**** Material provided ****
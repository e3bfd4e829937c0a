
//////
//
// Module definitions
//









//////
//
// Imports
//

// Standard library
use std::{cell::RefCell, collections::{BTreeMap, BTreeSet}, ffi::OsString, fs, path::{Path, PathBuf}};
use std::time::{Duration, SystemTime};

// Anyhow library
use anyhow::anyhow;

// Local imports
use crate::*;



//////
//
// Helpers
//

pub(crate) use crate::util::testing::ScratchDir;

/// Set the modification time of the given file.
pub(crate) fn setModified (path: &Path, time: SystemTime) {
	fs::File::options().write(true).open(path).unwrap().set_modified(time).unwrap();
}

/// A point in time a fixed number of seconds after an arbitrary but stable epoch.
pub(crate) fn at (seconds: u64) -> SystemTime {
	SystemTime::UNIX_EPOCH + Duration::from_secs(1_700_000_000 + seconds)
}

/// Returns the argument following `flag` in the given argument list.
pub(crate) fn argAfter (args: &[OsString], flag: &str) -> Option<PathBuf> {
	args.iter().position(|arg| arg == flag).and_then(|pos| args.get(pos+1)).map(PathBuf::from)
}

/// A stand-in for the shader compiler. Succeeds for every source by writing a small artifact, unless it was told
/// otherwise for the source's file name. Records every invocation.
#[derive(Default)]
pub(crate) struct ScriptedRunner {
	pub invocations: RefCell<Vec<Vec<OsString>>>,
	outputs: BTreeMap<String, ProcessOutput>,
	unspawnable: BTreeSet<String>
}
impl ScriptedRunner
{
	/// Respond to compiling the source with the given file name with the given result.
	pub fn respond (mut self, sourceName: &str, exitCode: i32, stdout: &str, stderr: &str) -> Self {
		self.outputs.insert(sourceName.into(), ProcessOutput {
			exitCode: Some(exitCode), stdout: stdout.into(), stderr: stderr.into()
		});
		self
	}

	/// Pretend the compiler cannot be started for the source with the given file name.
	pub fn failToSpawn (mut self, sourceName: &str) -> Self {
		self.unspawnable.insert(sourceName.into());
		self
	}

	/// The file names of all sources the compiler was invoked for, in order.
	pub fn compiledNames (&self) -> Vec<String> {
		self.invocations.borrow().iter()
			.map(|args| argAfter(args, "-f").unwrap().file_name().unwrap().to_string_lossy().into_owned())
			.collect()
	}

	pub fn invocationCount (&self) -> usize {
		self.invocations.borrow().len()
	}
}
impl ProcessRunner for ScriptedRunner
{
	fn run (&self, _: &Path, args: &[OsString]) -> anyhow::Result<ProcessOutput>
	{
		self.invocations.borrow_mut().push(args.to_vec());
		let source = argAfter(args, "-f").ok_or_else(|| anyhow!("no input given"))?;
		let output = argAfter(args, "-o").ok_or_else(|| anyhow!("no output given"))?;
		let name = source.file_name().unwrap().to_string_lossy().into_owned();

		if self.unspawnable.contains(&name) {
			return Err(anyhow!("No such file or directory (os error 2)"));
		}
		let result = self.outputs.get(&name).cloned().unwrap_or(ProcessOutput {
			exitCode: Some(0), ..Default::default()
		});
		if result.success() {
			fs::write(&output, format!("compiled {name}"))?;
		}
		Ok(result)
	}
}

/// A source root with a `materials` and an `out` directory plus an (empty) compiler executable.
pub(crate) struct Fixture {
	pub scratch: ScratchDir,
	pub plan: BuildPlan
}
impl Fixture
{
	pub fn new () -> Self {
		let scratch = ScratchDir::new();
		fs::create_dir_all(scratch.path().join("materials")).unwrap();
		let compiler = scratch.write("tools/shaderc", "");
		let plan = BuildPlan::new(
			scratch.path().join("materials"), scratch.path().join("out"), compiler,
			vec!["--platform".into(), "linux".into(), "-p".into(), "spirv".into()]
		);
		Self { scratch, plan }
	}

	/// Add a source file below the materials directory.
	pub fn source (&self, relPath: &str) -> PathBuf {
		self.scratch.write(Path::new("materials").join(relPath), "void main() {}\n")
	}

	/// The full path of an artifact below the output directory.
	pub fn artifact (&self, relPath: &str) -> PathBuf {
		self.plan.outputRoot.join(relPath)
	}

	/// Run the whole plan with the given runner and timestamp invalidation.
	pub fn run (&self, runner: ScriptedRunner) -> (Result<BuildSummary, DriverError>, ScriptedRunner) {
		self.runWith(runner, Box::new(TimestampInvalidation))
	}

	/// Run the whole plan with the given runner and invalidation policy.
	pub fn runWith (&self, runner: ScriptedRunner, invalidation: Box<dyn InvalidationStrategy>)
	-> (Result<BuildSummary, DriverError>, ScriptedRunner) {
		let mut driver = Driver::new(runner, invalidation, SilentReport);
		let result = driver.run(&self.plan);
		(result, driver.intoParts().0)
	}
}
****
◆ Exercise brief ◆
With the line holding "pub fn new ()" as the first and the line holding "pub fn source" as the last, set down that range of the entries above exactly, and nothing else.

◆ Solved problem ◆
	pub fn new () -> Self {
		let scratch = ScratchDir::new();
		fs::create_dir_all(scratch.path().join("materials")).unwrap();
		let compiler = scratch.write("tools/shaderc", "");
		let plan = BuildPlan::new(
			scratch.path().join("materials"), scratch.path().join("out"), compiler,
			vec!["--platform".into(), "linux".into(), "-p".into(), "spirv".into()]
		);
		Self { scratch, plan }
	}

	/// Add a source file below the materials directory.
	pub fn source (&self, relPath: &str) -> PathBuf {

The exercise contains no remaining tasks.